Tout cela ne représente cependant que la surface des événements. En vérité, derrière tout cela, se cache un caractère bien plus profond. Souvenons-nous d’abord du contexte historique. Le mouvement ‘hassidique était alors à ses débuts et, bien qu’il fût déjà en pleine expansion, il connaissait de nombreux mitnagdim (opposants), avec, à leur tête, le Gaon de Vilna. Cette opposition, loin de s’effacer après sa disparition, prit au contraire une tournure de plus en plus aiguë et agressive. La pression exercée par les différents chefs de communauté contre les ‘hassidim, au travers de toutes sortes de moyens et de murs dressés, finit par conduire à une haine fraternelle considérable.
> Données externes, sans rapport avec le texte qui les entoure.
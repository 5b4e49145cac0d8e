//! SQLite connection pool and embedded migrations.

use std::time::Duration;

use diesel::r2d2::{self, ConnectionManager, PooledConnection};
use diesel::sqlite::SqliteConnection;
use diesel::{RunQueryDsl, connection::SimpleConnection};
use diesel_migrations::{EmbeddedMigrations, MigrationHarness, embed_migrations};

pub const MIGRATIONS: EmbeddedMigrations = embed_migrations!();

pub type DbPool = r2d2::Pool<ConnectionManager<SqliteConnection>>;
pub type DbConnection = PooledConnection<ConnectionManager<SqliteConnection>>;

/// Enables foreign keys (for `ON DELETE CASCADE`) on every pooled connection.
#[derive(Debug)]
struct ConnectionCustomizer;

impl r2d2::CustomizeConnection<SqliteConnection, r2d2::Error> for ConnectionCustomizer {
    fn on_acquire(&self, conn: &mut SqliteConnection) -> Result<(), r2d2::Error> {
        conn.batch_execute("PRAGMA foreign_keys = ON; PRAGMA busy_timeout = 5000;")
            .map_err(r2d2::Error::QueryError)
    }
}

/// Build a connection pool for the SQLite database at `database_url`.
pub fn establish_connection_pool(database_url: &str) -> Result<DbPool, r2d2::PoolError> {
    let manager = ConnectionManager::<SqliteConnection>::new(database_url);
    r2d2::Pool::builder()
        .connection_timeout(Duration::from_secs(30))
        .connection_customizer(Box::new(ConnectionCustomizer))
        .build(manager)
}

/// Apply all pending embedded migrations.
pub fn run_migrations(
    pool: &DbPool,
) -> Result<(), Box<dyn std::error::Error + Send + Sync + 'static>> {
    let mut conn = pool.get()?;
    let applied = conn.run_pending_migrations(MIGRATIONS)?;
    if !applied.is_empty() {
        log::info!("Applied {} database migration(s)", applied.len());
    }
    Ok(())
}

/// Whether foreign key enforcement is active on `conn`.
pub fn foreign_keys_enabled(conn: &mut SqliteConnection) -> bool {
    #[derive(diesel::QueryableByName)]
    struct Pragma {
        #[diesel(sql_type = diesel::sql_types::Integer)]
        foreign_keys: i32,
    }

    diesel::sql_query("PRAGMA foreign_keys")
        .get_result::<Pragma>(conn)
        .map(|row| row.foreign_keys == 1)
        .unwrap_or(false)
}
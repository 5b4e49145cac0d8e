use sulu_cookie_consent::db::{foreign_keys_enabled, run_migrations};

mod common;

#[test]
fn pooled_connections_enforce_foreign_keys() {
    let test_db = common::TestDb::new();
    let pool = test_db.pool();
    let mut conn = pool.get().expect("should acquire DB connection");

    assert!(foreign_keys_enabled(&mut conn));
}

#[test]
fn migrations_are_idempotent() {
    let test_db = common::TestDb::new();

    run_migrations(&test_db.pool()).expect("already migrated database should be accepted");
}
use crate::domain::cookie::MergeOutcome;
use crate::domain::types::{CategoryId, TechnicalName};
use crate::dto::transfer::{
    CategoryRecord, CookieRecord, DOCUMENT_VERSION, ExportDocument, TransferDocument,
};
use crate::forms::import_export::ImportPayload;
use crate::repository::{
    CategoryListQuery, CategoryReader, CategoryWrite, CookieListQuery, CookieReader, CookieWrite,
    TaxonomyBatchWriter,
};

use super::{ServiceError, ServiceResult};

/// Layout of the informational `exportDate` field.
pub const EXPORT_DATE_FORMAT: &str = "%Y-%m-%d %H:%M:%S";

/// Per-entity counts reported after an import.
#[derive(Debug, Clone, Copy, Default, PartialEq, Eq, Serialize)]
#[serde(rename_all = "camelCase")]
pub struct ImportStats {
    pub categories_created: usize,
    pub categories_updated: usize,
    pub categories_skipped: usize,
    pub cookies_created: usize,
    pub cookies_updated: usize,
    pub cookies_skipped: usize,
    pub cookie_items_created: usize,
    pub cookie_items_updated: usize,
}

#[derive(Debug, Clone, Copy, PartialEq, Eq, Serialize)]
#[serde(rename_all = "lowercase")]
pub enum EntryKind {
    Category,
    Cookie,
}

#[derive(Debug, Clone, Copy, PartialEq, Eq, Serialize)]
#[serde(rename_all = "lowercase")]
pub enum ImportAction {
    Created,
    Updated,
    Skipped,
}

impl ImportAction {
    /// Short tag printed by the import command.
    pub fn tag(self) -> &'static str {
        match self {
            Self::Created => "[NEW]",
            Self::Updated => "[UPD]",
            Self::Skipped => "[SKIP]",
        }
    }
}

/// What happened to one entry of the document.
#[derive(Debug, Clone, PartialEq, Eq, Serialize)]
#[serde(rename_all = "camelCase")]
pub struct ImportEntry {
    pub kind: EntryKind,
    pub technical_name: String,
    pub action: ImportAction,
    #[serde(skip_serializing_if = "Option::is_none")]
    pub note: Option<String>,
}

#[derive(Debug, Clone, Default, PartialEq, Eq, Serialize)]
pub struct ImportReport {
    pub stats: ImportStats,
    pub entries: Vec<ImportEntry>,
}

impl ImportReport {
    fn record(&mut self, kind: EntryKind, technical_name: &TechnicalName, action: ImportAction) {
        self.record_with_note(kind, technical_name, action, None);
    }

    fn record_with_note(
        &mut self,
        kind: EntryKind,
        technical_name: &TechnicalName,
        action: ImportAction,
        note: Option<String>,
    ) {
        let stats = &mut self.stats;
        let counter = match (kind, action) {
            (EntryKind::Category, ImportAction::Created) => &mut stats.categories_created,
            (EntryKind::Category, ImportAction::Updated) => &mut stats.categories_updated,
            (EntryKind::Category, ImportAction::Skipped) => &mut stats.categories_skipped,
            (EntryKind::Cookie, ImportAction::Created) => &mut stats.cookies_created,
            (EntryKind::Cookie, ImportAction::Updated) => &mut stats.cookies_updated,
            (EntryKind::Cookie, ImportAction::Skipped) => &mut stats.cookies_skipped,
        };
        *counter += 1;
        self.entries.push(ImportEntry {
            kind,
            technical_name: technical_name.to_string(),
            action,
            note,
        });
    }

    fn record_items(&mut self, outcomes: &[MergeOutcome]) {
        for outcome in outcomes {
            match outcome {
                MergeOutcome::Created => self.stats.cookie_items_created += 1,
                MergeOutcome::Updated => self.stats.cookie_items_updated += 1,
            }
        }
    }
}

/// Resolves category technical names against the store, caching lookups.
struct CategoryResolver<'a, R> {
    repo: &'a R,
    cache: HashMap<TechnicalName, Option<CategoryId>>,
}

impl<'a, R: CategoryReader> CategoryResolver<'a, R> {
    fn new(repo: &'a R) -> Self {
        Self {
            repo,
            cache: HashMap::new(),
        }
    }

    fn resolve(&mut self, technical_name: &TechnicalName) -> ServiceResult<Option<CategoryId>> {
        if let Some(id) = self.cache.get(technical_name) {
            return Ok(*id);
        }
        let id = self
            .repo
            .get_category_by_technical_name(technical_name)
            .map_err(|e| ServiceError::from_repository("look up category", e))?
            .map(|category| category.id);
        self.cache.insert(technical_name.clone(), id);
        Ok(id)
    }
}

/// Merge a validated document into the store.
///
/// Records are matched by technical name. Missing ones are created; existing
/// ones are skipped unless `force` is set, in which case their fields and the
/// imported locales are overwritten. Items are matched by name and never
/// deleted. Categories are committed before cookies are planned, so cookies
/// resolve `categoryTechnicalName` against stored categories.
pub fn import_taxonomy<R>(
    payload: &ImportPayload,
    force: bool,
    repo: &R,
) -> ServiceResult<ImportReport>
where
    R: CategoryReader + CookieReader + TaxonomyBatchWriter,
{
    let mut report = ImportReport::default();

    let mut category_writes = Vec::with_capacity(payload.categories.len());
    for imported in &payload.categories {
        let existing = repo
            .get_category_by_technical_name(&imported.technical_name)
            .map_err(|e| ServiceError::from_repository("look up category", e))?;

        match existing {
            None => {
                category_writes.push(CategoryWrite::Create(imported.to_new_category()));
                report.record(
                    EntryKind::Category,
                    &imported.technical_name,
                    ImportAction::Created,
                );
            }
            Some(_) if !force => {
                report.record(
                    EntryKind::Category,
                    &imported.technical_name,
                    ImportAction::Skipped,
                );
            }
            Some(mut category) => {
                imported.apply_to(&mut category);
                category_writes.push(CategoryWrite::Update(category));
                report.record(
                    EntryKind::Category,
                    &imported.technical_name,
                    ImportAction::Updated,
                );
            }
        }
    }

    if !category_writes.is_empty() {
        repo.write_categories(&category_writes)
            .map_err(|e| ServiceError::from_repository("import categories", e))?;
    }

    let mut categories = CategoryResolver::new(repo);
    let mut cookie_writes = Vec::with_capacity(payload.cookies.len());
    for imported in &payload.cookies {
        let category_id = match &imported.category_technical_name {
            Some(name) => {
                let id = categories.resolve(name)?;
                if id.is_none() {
                    log::warn!(
                        "Cookie `{}` references unknown category `{name}`",
                        imported.technical_name
                    );
                }
                id
            }
            None => None,
        };

        let existing = repo
            .get_cookie_by_technical_name(&imported.technical_name)
            .map_err(|e| ServiceError::from_repository("look up cookie", e))?;

        match (existing, category_id) {
            (None, None) => {
                report.record_with_note(
                    EntryKind::Cookie,
                    &imported.technical_name,
                    ImportAction::Skipped,
                    Some("category not found".to_string()),
                );
            }
            (None, Some(category_id)) => {
                let (cookie, outcomes) = imported.to_new_cookie(category_id);
                report.record_items(&outcomes);
                cookie_writes.push(CookieWrite::Create(cookie));
                report.record(
                    EntryKind::Cookie,
                    &imported.technical_name,
                    ImportAction::Created,
                );
            }
            (Some(_), _) if !force => {
                report.record(
                    EntryKind::Cookie,
                    &imported.technical_name,
                    ImportAction::Skipped,
                );
            }
            (Some(mut cookie), category_id) => {
                let outcomes = imported.apply_to(&mut cookie, category_id);
                report.record_items(&outcomes);
                cookie_writes.push(CookieWrite::Update(cookie));
                report.record(
                    EntryKind::Cookie,
                    &imported.technical_name,
                    ImportAction::Updated,
                );
            }
        }
    }

    if !cookie_writes.is_empty() {
        repo.write_cookies(&cookie_writes)
            .map_err(|e| ServiceError::from_repository("import cookies", e))?;
    }

    let stats = &report.stats;
    log::info!(
        "Import finished: categories {}/{}/{} cookies {}/{}/{} (created/updated/skipped), items {}/{} (created/updated)",
        stats.categories_created,
        stats.categories_updated,
        stats.categories_skipped,
        stats.cookies_created,
        stats.cookies_updated,
        stats.cookies_skipped,
        stats.cookie_items_created,
        stats.cookie_items_updated,
    );

    Ok(report)
}
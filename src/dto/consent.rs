//! Public consent document read by the banner script.

use serde::Serialize;

use crate::domain::category::Category;
use crate::domain::cookie::{Cookie, CookieField, CookieItem};
use crate::domain::types::Locale;
use crate::models::config::BannerSettings;

#[derive(Debug, Clone, PartialEq, Serialize)]
#[serde(rename_all = "camelCase")]
pub struct PublicCategoryDto {
    pub id: i32,
    pub technical_name: String,
    pub name: Option<String>,
    pub description: Option<String>,
    pub enabled: bool,
    pub read_only: bool,
    pub position: i32,
}

impl PublicCategoryDto {
    pub fn new(category: &Category, locale: &Locale) -> Self {
        Self {
            id: category.id.get(),
            technical_name: category.technical_name.to_string(),
            name: category.name(locale).map(str::to_string),
            description: category.description(locale).map(str::to_string),
            enabled: category.enabled,
            read_only: category.read_only,
            position: category.position,
        }
    }
}

#[derive(Debug, Clone, PartialEq, Serialize)]
#[serde(rename_all = "camelCase")]
pub struct PublicCookieItemDto {
    pub name: String,
    pub lifetime: Option<String>,
    pub description: Option<String>,
}

impl PublicCookieItemDto {
    pub fn new(item: &CookieItem, locale: &Locale) -> Self {
        Self {
            name: item.name.to_string(),
            lifetime: item.lifetime.clone(),
            description: item.description(locale).map(str::to_string),
        }
    }
}

#[derive(Debug, Clone, PartialEq, Serialize)]
#[serde(rename_all = "camelCase")]
pub struct PublicCookieDto {
    pub id: i32,
    pub category_id: i32,
    pub category_technical_name: String,
    pub technical_name: String,
    pub name: Option<String>,
    pub description: Option<String>,
    pub provider: Option<String>,
    pub script_url: Option<String>,
    pub legal_basis: &'static str,
    pub processing_location: &'static str,
    pub privacy_policy_url: Option<String>,
    pub data_collected: Option<String>,
    pub data_purpose: Option<String>,
    pub cookie_items: Vec<PublicCookieItemDto>,
}

impl PublicCookieDto {
    /// Only active items are listed.
    pub fn new(cookie: &Cookie, category_technical_name: &str, locale: &Locale) -> Self {
        let text = |field| cookie.localized(locale, field).map(str::to_string);

        Self {
            id: cookie.id.get(),
            category_id: cookie.category_id.get(),
            category_technical_name: category_technical_name.to_string(),
            technical_name: cookie.technical_name.to_string(),
            name: text(CookieField::Name),
            description: text(CookieField::Description),
            provider: cookie.provider.clone(),
            script_url: cookie.script_url.clone(),
            legal_basis: cookie.legal_basis.as_str(),
            processing_location: cookie.processing_location.as_str(),
            privacy_policy_url: text(CookieField::PrivacyPolicyUrl),
            data_collected: text(CookieField::DataCollected),
            data_purpose: text(CookieField::DataPurpose),
            cookie_items: cookie
                .active_items()
                .map(|item| PublicCookieItemDto::new(item, locale))
                .collect(),
        }
    }
}

/// The `{config, categories, cookies, revision}` document.
#[derive(Debug, Clone, PartialEq, Serialize)]
pub struct ConsentConfigDto {
    pub config: BannerSettings,
    pub categories: Vec<PublicCategoryDto>,
    pub cookies: Vec<PublicCookieDto>,
    pub revision: String,
}
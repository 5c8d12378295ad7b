use thiserror::Error;

pub type PnpscResult<T> = Result<T, PnpscError>;

#[derive(Debug, Error)]
pub enum PnpscError {
    #[error(transparent)]
    Net(#[from] NetError),

    #[error(transparent)]
    Sim(#[from] SimError),

    #[error(transparent)]
    Env(#[from] EnvError),

    #[error(transparent)]
    Loader(#[from] LoaderError),
}

/// Structural errors, all caught at `NetModel` construction time.
#[derive(Debug, Error)]
pub enum NetError {
    #[error("unknown place referenced: '{0}'")]
    UnknownPlace(String),

    #[error("unknown player referenced: '{0}'")]
    UnknownPlayer(String),

    #[error("place '{0}' has negative initial marking")]
    NegativeMarking(String),

    #[error("malformed control-rate entry '{0}': expected 'place=delta'")]
    MalformedControlRate(String),

    #[error("input and inhibitor arcs of transition '{0}' are not disjoint (place '{1}')")]
    OverlappingArcs(String, String),
}

/// Errors raised while driving the `Simulator`.
#[derive(Debug, Error)]
pub enum SimError {
    #[error("cannot update unknown transition '{0}'")]
    UnknownTransition(String),

    #[error("cannot update unknown place '{0}'")]
    UnknownPlace(String),

    #[error("cannot update unknown player '{0}'")]
    UnknownPlayer(String),
}

/// Errors raised by the gym-style `Environment` contract.
#[derive(Debug, Error)]
pub enum EnvError {
    #[error("action length {given} does not match the {expected} rates controlled by '{player}'")]
    ActionLengthMismatch {
        player: String,
        expected: usize,
        given: usize,
    },

    #[error("unknown player '{0}'")]
    UnknownPlayer(String),
}

/// Errors raised while parsing a declarative net definition.
#[derive(Debug, Error)]
pub enum LoaderError {
    #[error("failed to parse net definition: {0}")]
    Json(#[from] serde_json::Error),
}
Les calomnies dirigées contre l’Admour Hazakène, bien qu’elles fussent l’œuvre d’un petit groupe d’individus, n’étaient autres que le reflet de cet esprit de haine et de l’aggravation de ce combat spirituel qui finit par atteindre de tels sommets.
L’ouverture à tous de l’enseignement de la ‘Hassidout qui prétendait apporter élévation et exaltation au sein du peuple juif était-elle vraiment opportune ?L’incarcération et le procès de Rabbi Chnéour Zalman de Liady n’étaient en fait qu’un ballon d’essai en vue d’une action de plus grande envergure. Un verdict négatif aurait eu des conséquences des plus claires : le gouvernement tsariste aurait alors réprimé avec force et cruauté sans pareil l’ensemble de la communauté des ‘hassidim. De plus, avec l’aide des mitnagdim qui considéraient les ‘hassidim comme une secte insolite, la condamnation de l’Admour Hazakène aurait conduit à la destruction totale du mouvement ‘hassidique.
Aussi bien le procès de l’Admour Hazakène n’était-il rien d’autre que le procès mené contre la ‘Hassidout. Lorsque le verdict final fut prononcé et que l’Admour Hazakène fut déclaré innocent, c’est toute la ‘Hassidout qui s’en trouva en quelque sorte blanchie. Le mouvement ‘hassidique pouvait dès lors lui aussi sortir de son emprisonnement, libéré de ses oppresseurs tant à l’intérieur qu’à l’extérieur.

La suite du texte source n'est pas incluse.